── EXTRACTED MATERIAL ──

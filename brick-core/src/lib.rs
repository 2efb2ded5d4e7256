//! Brick Core - client engine for the Brick language-learning app
//!
//! Talks to the Brick server: a single request dispatcher with bearer-token
//! auth, streaming chat, and a retry-wrapped speech transcription upload.
//! The same engine backs the `brick` CLI and the C ABI used by the mobile
//! front-end.

pub mod api;
pub mod config;
pub mod credentials;
pub mod error;
pub mod ffi;
pub mod storage;
pub mod types;

pub use error::{Error, Result};
pub use types::*;

// Export FFI functions at crate root for cbindgen code generation
pub use ffi::*;

pub use api::{ApiCallOptions, ApiClient, HttpMethod, RequestBody, ResponseBody, RetryPolicy};
pub use config::ClientConfig;
pub use credentials::{AuthSession, CredentialStore, MemoryCredentialStore, SqliteCredentialStore};
pub use storage::Storage;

───

WHAT YOU HAVE TO DO:
The lines you need are those with the word "error"; list them from the entries.

ANSWER TO THE PROBLEM:
pub mod error;
pub use error::{Error, Result};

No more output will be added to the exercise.